Kim, Young-Chang;Gwak, Heui-Chul;Jung, Kyung-Chil;Choi, Jang-Seok;Seo, Jin-Hyuk
Journal of Korean Foot and Ankle Society
/
v.11
no.2
/
pp.204-208
/
2007
Purpose: To evaluate the results of surgical reconstruction of lateral capsule-ligament complex with reinforcement by periosteal flap of distal fibula and inferior extensor retinaculum for chronic lateral ankle instability. Materials and Methods: From April 2003 to August 2006, 62 patients with chronic lateral ankle instability were operated. There were 38 males and 24 females with a mean age of 39.6 years (range, $18{\sim}61$ years). Mean follow-up period was 32 months (range, $10{\sim}48$ months). All patients were checked with preoperative ankle anteroposterior and lateral view, stress anterior drawer and varus test using Telos device.

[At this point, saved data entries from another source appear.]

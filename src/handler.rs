//! Handler trait and type erasure.
//!
//! # How async handlers are stored
//!
//! A middleware chain is a stack of handlers of *different* concrete types,
//! each holding the next one. Rust cannot name that nested type, so every
//! link is stored behind a **trait object** (`dyn ErasedHandler`).
//!
//! ```text
//! async fn app(req: Request) -> Response { … }    ← user writes this
//!        ↓ Pipeline::new().handler(app)
//! app.into_boxed_handler()                        ← Handler blanket impl
//!        ↓
//! Arc::new(FnHandler(app))                        ← heap-allocated wrapper
//!        ↓  stored as BoxedHandler = Arc<dyn ErasedHandler>
//! middleware.wrap(next)                           ← each middleware decorates
//!        ↓
//! handler.call(req)  at request time              ← one vtable dispatch per link
//! ```
//!
//! The cost per request is one virtual call per chain link, negligible next
//! to network I/O.

use std::future::Future;
use std::pin::Pin;
use std::sync::Arc;

use crate::request::Request;
use crate::response::{IntoResponse, Response};

/// A heap-allocated, type-erased future that resolves to a [`Response`].
///
/// `Send + 'static` let tokio move the future across worker threads.
pub type BoxFuture = Pin<Box<dyn Future<Output = Response> + Send + 'static>>;

/// Dispatch interface shared by application handlers and middleware.
///
/// Middleware authors implement this on the wrapper they return from
/// [`Middleware::wrap`](crate::middleware::Middleware::wrap); application code
/// never needs to.
pub trait ErasedHandler {
    fn call(&self, req: Request) -> BoxFuture;
}

/// A type-erased handler shared across concurrent requests.
pub type BoxedHandler = Arc<dyn ErasedHandler + Send + Sync + 'static>;

// ── Public Handler trait ──────────────────────────────────────────────────────

/// Implemented for everything [`Server::serve`](crate::Server::serve) and
/// [`Pipeline::handler`](crate::middleware::Pipeline::handler) accept.
///
/// Satisfied automatically by any `async fn` with the signature
///
/// ```text
/// async fn name(req: Request) -> impl IntoResponse
/// ```
///
/// and by a composed [`Chain`](crate::middleware::Chain). The trait is
/// **sealed**: only impls inside this crate can satisfy it.
pub trait Handler: private::Sealed + Send + Sync + 'static {
    #[doc(hidden)]
    fn into_boxed_handler(self) -> BoxedHandler;
}

pub(crate) mod private {
    pub trait Sealed {}
}

// ── Blanket implementations ───────────────────────────────────────────────────

impl<F, Fut, R> private::Sealed for F
where
    F: Fn(Request) -> Fut + Send + Sync + 'static,
    Fut: Future<Output = R> + Send + 'static,
    R: IntoResponse + Send + 'static,
{
}

impl<F, Fut, R> Handler for F
where
    F: Fn(Request) -> Fut + Send + Sync + 'static,
    Fut: Future<Output = R> + Send + 'static,
    R: IntoResponse + Send + 'static,
{
    fn into_boxed_handler(self) -> BoxedHandler {
        Arc::new(FnHandler(self))
    }
}

// ── Concrete wrapper ──────────────────────────────────────────────────────────

/// Bridges a concrete handler function to [`ErasedHandler`].
struct FnHandler<F>(F);

impl<F, Fut, R> ErasedHandler for FnHandler<F>
where
    F: Fn(Request) -> Fut + Send + Sync,
    Fut: Future<Output = R> + Send + 'static,
    R: IntoResponse + Send + 'static,
{
    fn call(&self, req: Request) -> BoxFuture {
        let fut = (self.0)(req);
        Box::pin(async move { fut.await.into_response() })
    }
}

The clinical results were graded according to the VAS and AOFAS scale. Results: VAS score improved from preoperative 8.2 points to 3.1 points. There were 38 patients who were excellent (above 90 points), 18 who were good (between 76 and 90 points), 5 who were fair (between 60 and 75 points), and 1 who was poor (below 60 points) according to the AOFAS ankle and hindfoot scale. The excellent and good results amounted to 90.3%. Conclusion: Surgical reconstruction of lateral capsule-ligament complex with reinforcement by periosteal flap of distal fibula and inferior extensor retinaculum is believed to be a effective method for chronic lateral ankle instability.